Recently, my team and I were working on a project that required integrating an LLM (large language model). Naturally, we wanted the best results. So it should be simple, right? Just grab the top model, plug it in, and go. But of course, it’s never that easy.
It turns out, choosing the “best” model is more nuanced than just performance. For one, performance is subjective—it depends heavily on your specific use case. But more importantly, cost becomes a major factor in the decision-making process.
As a consumer, you don’t really deal with this complexity. You’ve got three tiers: free, the $20/month subscription, and maybe the $200 Pro tier if you’re using something like OpenAI. Those guardrails help. You don’t need to decide between 10+ models. But if you're a developer? The world is your oyster—and that can get messy fast.

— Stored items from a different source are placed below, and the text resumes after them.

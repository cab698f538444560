//! Callables bound to one template execution.
//!
//! A [`Functions`] table knows which template is executing, which mount set
//! it reads through and which data it executes against. It is created fresh
//! for every execution and registered on a private copy of the compiled
//! template, so concurrent executions never observe each other's bindings.

use std::collections::HashMap;
use std::sync::Arc;

use log::debug;
use serde_json::Value;
use tera::Tera;

use super::{Callables, TemplateCache};
use crate::error::{Error, Result};
use crate::overlay::MountSet;
use crate::path;

/// Deepest chain of nested `include` calls allowed before failing.
pub const MAX_INCLUDE_DEPTH: usize = 16;

/// Per-execution callables: `filename`, `dirs`, `files`, `include` and
/// `includeText`.
#[derive(Debug, Clone)]
pub struct Functions {
    filename: String,
    mounts: Arc<MountSet>,
    cache: Arc<TemplateCache>,
    data: Arc<Value>,
    depth: usize,
}

impl Functions {
    pub fn new(
        filename: &str,
        mounts: Arc<MountSet>,
        cache: Arc<TemplateCache>,
        data: Value,
    ) -> Self {
        Self {
            filename: filename.to_string(),
            mounts,
            cache,
            data: Arc::new(data),
            depth: 0,
        }
    }

    pub(crate) fn with_depth(mut self, depth: usize) -> Self {
        self.depth = depth;
        self
    }

    /// Virtual path of the executing template.
    pub fn filename(&self) -> &str {
        &self.filename
    }

    /// Virtual directories matching `pattern`.
    pub fn dirs(&self, pattern: &str) -> Result<Vec<String>> {
        self.mounts.directories(pattern)
    }

    /// Virtual files matching `pattern`.
    pub fn files(&self, pattern: &str) -> Result<Vec<String>> {
        self.mounts.files(pattern)
    }

    /// Resolve `target` against the directory of the executing template.
    ///
    /// Absolute paths are only cleaned.
    pub fn resolve_path(&self, target: &str) -> String {
        if path::is_absolute(target) {
            path::clean(target)
        } else {
            path::join(&path::parent(&self.filename), target)
        }
    }

    /// Render the template at `target`.
    ///
    /// Without `data` the included template sees the caller's data.
    pub fn include(&self, target: &str, data: Option<&Value>) -> Result<String> {
        let resolved = self.resolve_path(target);
        debug!("{} includes {}", self.filename, resolved);

        if self.depth >= MAX_INCLUDE_DEPTH {
            return Err(included(
                &resolved,
                Error::Execution {
                    name: self.filename.clone(),
                    message: format!("include nested deeper than {}", MAX_INCLUDE_DEPTH),
                },
            ));
        }

        let template = self
            .cache
            .resolve(&resolved)
            .map_err(|e| included(&resolved, e))?;
        template
            .execute_nested(data.unwrap_or(&self.data), self.depth + 1)
            .map_err(|e| included(&resolved, e))
    }

    /// Read the file at `target` verbatim.
    pub fn include_text(&self, target: &str) -> Result<String> {
        let resolved = self.resolve_path(target);
        self.mounts
            .read_to_string(&resolved)
            .map_err(|e| included(&resolved, e))
    }
}

impl Callables for Functions {
    fn register(&self, tera: &mut Tera) {
        let this = self.clone();
        tera.register_function("filename", move |_: &HashMap<String, Value>| -> tera::Result<Value> {
            Ok(Value::String(this.filename().to_string()))
        });

        let this = self.clone();
        tera.register_function("dirs", move |args: &HashMap<String, Value>| -> tera::Result<Value> {
            let pattern = string_arg(args, "dirs", "pattern")?;
            this.dirs(pattern).map(string_list).map_err(engine_error)
        });

        let this = self.clone();
        tera.register_function("files", move |args: &HashMap<String, Value>| -> tera::Result<Value> {
            let pattern = string_arg(args, "files", "pattern")?;
            this.files(pattern).map(string_list).map_err(engine_error)
        });

        let this = self.clone();
        tera.register_function("include", move |args: &HashMap<String, Value>| -> tera::Result<Value> {
            let target = string_arg(args, "include", "path")?;
            this.include(target, args.get("data"))
                .map(Value::String)
                .map_err(engine_error)
        });

        let this = self.clone();
        tera.register_function("includeText", move |args: &HashMap<String, Value>| -> tera::Result<Value> {
            let target = string_arg(args, "includeText", "path")?;
            this.include_text(target)
                .map(Value::String)
                .map_err(engine_error)
        });
    }
}

fn included(target: &str, source: Error) -> Error {
    Error::Include {
        path: target.to_string(),
        source: Box::new(source),
    }
}

fn engine_error(err: Error) -> tera::Error {
    tera::Error::msg(err.to_string())
}

fn string_list(items: Vec<String>) -> Value {
    Value::Array(items.into_iter().map(Value::String).collect())
}

/// Fetch a required string argument of a template callable.
pub(crate) fn string_arg<'a>(
    args: &'a HashMap<String, Value>,
    callable: &str,
    name: &str,
) -> tera::Result<&'a str> {
    match args.get(name) {
        Some(Value::String(value)) => Ok(value),
        Some(other) => Err(tera::Error::msg(format!(
            "{}: argument '{}' must be a string, got {}",
            callable, name, other
        ))),
        None => Err(tera::Error::msg(format!(
            "{}: missing argument '{}'",
            callable, name
        ))),
    }
}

Take OpenAI, for example. Even within one company, you've got GPT-4.5, GPT-4o, GPT-4o-mini, high, and on and on. Each model varies in performance, latency, and price. So now you’re not just choosing a model—you’re weighing trade-offs in cost, speed, and output quality.
Tools like Cursor or Windsor help by letting you swap models easily. But even then, you have to ask: Do I really want to wait two minutes to re-run the same query on another model? Did I lose context in the switch?
We’re still in a phase where everyone’s trying to stake their claim in the space, and understandably so. But the challenge is: there isn’t one model to rule them all—yet. That’s both a good thing and a confusing thing.
Here’s the simple framework I use to evaluate which model to use in development:
Define evaluation metrics. What’s the model being used for? How good does it need to be? Forget general benchmarks—they may not apply. Set your own based on the task at hand.
Consider pricing and spend limits. What are the trade-offs? Is the model performance worth the cost?
Think long term. What’s the switching cost if I change models later? Am I betting on a provider that’s investing in rapid improvements?
Lastly, if you want a quick side-by-side comparison, I usually just ask Perplexity to generate a table comparing the models I’m evaluating. Saves time—and your sanity.